Oil prices rose on Wednesday, extending the previous session’s gains, driven by optimism that the lifting of China’s strict COVID-19 curbs will lead to a recovery in fuel demand in the world’s top oil importer.
Brent crude futures firmed 63 cents, or 0.73%, to $86.55 a barrel by 0401 GMT, following a 1.7% rally in the previous session. U.S. West Texas Intermediate (WTI) crude futures rose 68 cents, or 0.85%, to $80.56, having risen 0.4% on Tuesday.
China’s economic growth slowed sharply to 3% in 2022, missing the official target of “around 5.5%” and marking its second-worst performance since 1976.

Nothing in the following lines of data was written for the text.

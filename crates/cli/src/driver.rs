use anyhow::{bail, Context as AnyhowContext, Result};
use mockgen_model::{Extractor, GenerationRequest, Mode};
use mockgen_reflect::ReflectExtractor;
use mockgen_source::SourceExtractor;
use mockgen_synth::{inject_header, synthesize};
use std::fs;
use std::io::{self, Write};
use std::path::{Path, PathBuf};

/// Progress of one generation run. Transitions only move forward.
#[derive(Debug, Clone, Copy, PartialEq, Eq)]
pub enum Stage {
    Idle,
    ModeSelected,
    Extracted,
    Synthesized,
    HeaderApplied,
    Written,
    Error,
}

impl Stage {
    fn next(self) -> Stage {
        match self {
            Stage::Idle => Stage::ModeSelected,
            Stage::ModeSelected => Stage::Extracted,
            Stage::Extracted => Stage::Synthesized,
            Stage::Synthesized => Stage::HeaderApplied,
            Stage::HeaderApplied => Stage::Written,
            Stage::Written | Stage::Error => self,
        }
    }
}

/// What a successful run produced
#[derive(Debug, Clone, PartialEq, Eq)]
pub struct GenerationReport {
    pub destination: PathBuf,
    pub mode: Mode,
    /// Mock type names, in output order
    pub mocks: Vec<String>,
    pub bytes: usize,
}

/// Runs one request through extraction, synthesis, header injection and publish
#[derive(Debug)]
pub struct Driver {
    stage: Stage,
}

impl Default for Driver {
    fn default() -> Self {
        Self::new()
    }
}

impl Driver {
    pub fn new() -> Self {
        Self { stage: Stage::Idle }
    }

    pub fn stage(&self) -> Stage {
        self.stage
    }

    /// Generate the mock file for `request`; on failure nothing is written
    pub fn run(&mut self, request: &GenerationRequest) -> Result<GenerationReport> {
        if self.stage != Stage::Idle {
            bail!("driver already ran (stage {:?})", self.stage);
        }
        match self.generate(request) {
            Ok(report) => Ok(report),
            Err(err) => {
                log::debug!("stage {:?} -> {:?}", self.stage, Stage::Error);
                self.stage = Stage::Error;
                discard_stale(&request.destination);
                Err(err)
            }
        }
    }

    fn advance(&mut self) {
        let next = self.stage.next();
        log::debug!("stage {:?} -> {next:?}", self.stage);
        self.stage = next;
    }

    fn generate(&mut self, request: &GenerationRequest) -> Result<GenerationReport> {
        request.validate()?;
        let template = request
            .copyright_file
            .as_deref()
            .map(|path| {
                fs::read_to_string(path)
                    .with_context(|| format!("Failed to read copyright file {}", path.display()))
            })
            .transpose()?;

        let extractor: Box<dyn Extractor> = match request.mode() {
            Mode::Source => Box::new(SourceExtractor::new()),
            Mode::Reflect => Box::new(ReflectExtractor::new()),
        };
        self.advance();

        let descriptors = extractor.extract(request)?;
        self.advance();

        let unit = synthesize(request, &descriptors)?;
        self.advance();

        let unit = inject_header(unit, template.as_deref());
        self.advance();

        let output = unit.render();
        write_atomically(&request.destination, output.as_bytes())?;
        self.advance();

        Ok(GenerationReport {
            destination: request.destination.clone(),
            mode: request.mode(),
            mocks: unit.mocks.into_iter().map(|m| m.mock_name).collect(),
            bytes: output.len(),
        })
    }
}

/// Remove output left by an earlier run so a failed run leaves no file behind
fn discard_stale(dest: &Path) {
    if dest.as_os_str().is_empty() {
        return;
    }
    match fs::remove_file(dest) {
        Ok(()) => log::debug!("removed stale {}", dest.display()),
        Err(e) if e.kind() == io::ErrorKind::NotFound => {}
        Err(e) => log::warn!("failed to remove stale {}: {e}", dest.display()),
    }
}

/// Write to a temporary file next to `dest`, then rename it into place
pub fn write_atomically(dest: &Path, bytes: &[u8]) -> Result<()> {
    let dir = match dest.parent() {
        Some(parent) if !parent.as_os_str().is_empty() => parent.to_path_buf(),
        _ => PathBuf::from("."),
    };
    fs::create_dir_all(&dir)
        .with_context(|| format!("Failed to create output directory {}", dir.display()))?;

    let mut tmp = tempfile::Builder::new()
        .prefix(".mockgen-")
        .suffix(".tmp")
        .tempfile_in(&dir)
        .with_context(|| format!("Failed to create temporary file in {}", dir.display()))?;
    tmp.write_all(bytes)?;
    tmp.as_file().sync_all()?;
    tmp.persist(dest)
        .map_err(|e| e.error)
        .with_context(|| format!("Failed to publish {}", dest.display()))?;
    Ok(())
}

But the data still beatanalysts’ forecasts after China started rolling back its zero-COVID policy in early December. Analysts polled by Reuters see 2023 growth rebounding to 4.9%.
The Organization of the Petroleum Exporting Countries (OPEC) said in a monthly report that Chinese oil demand would grow 510,000 barrels per day (bpd) this year after contracting for the first time in years in 2022 due to COVID containment measures.
Asia Stocks Slide; Topix Rallies, Yen Drops on BOJ
Meanwhile, most key Asian equity benchmarks fell in choppy trading Wednesday while the yen slumped, Japanese stocks rallied and the nation’s government bond yields whipsawed after the central bank kept its key settings unchanged.
Contracts for the S&P 500 reversed declines and Treasury yields slid after the Bank of Japan policy meeting. The yen depreciated as much 2.4%, the most since since June last year, while a gauge of dollar strength climbed about 0.4%. While economists had expected Governor Haruhiko Kuroda to stand pat for now, traders have been testing policy makers.
The benchmark 10-year Japanese government bond yield breached the central bank’s target ceiling of 0.5% for a fourth day, before plummeting more than 10 basis points.
Overnight in the US, Goldman Sachs Group Inc. shares fell after the lender reported a drop in investment-banking fees in the fourth quarter. Morgan Stanley, which also reported Tuesday, was buoyed by revenues from its asset and wealth management divisions, pushing its stock higher.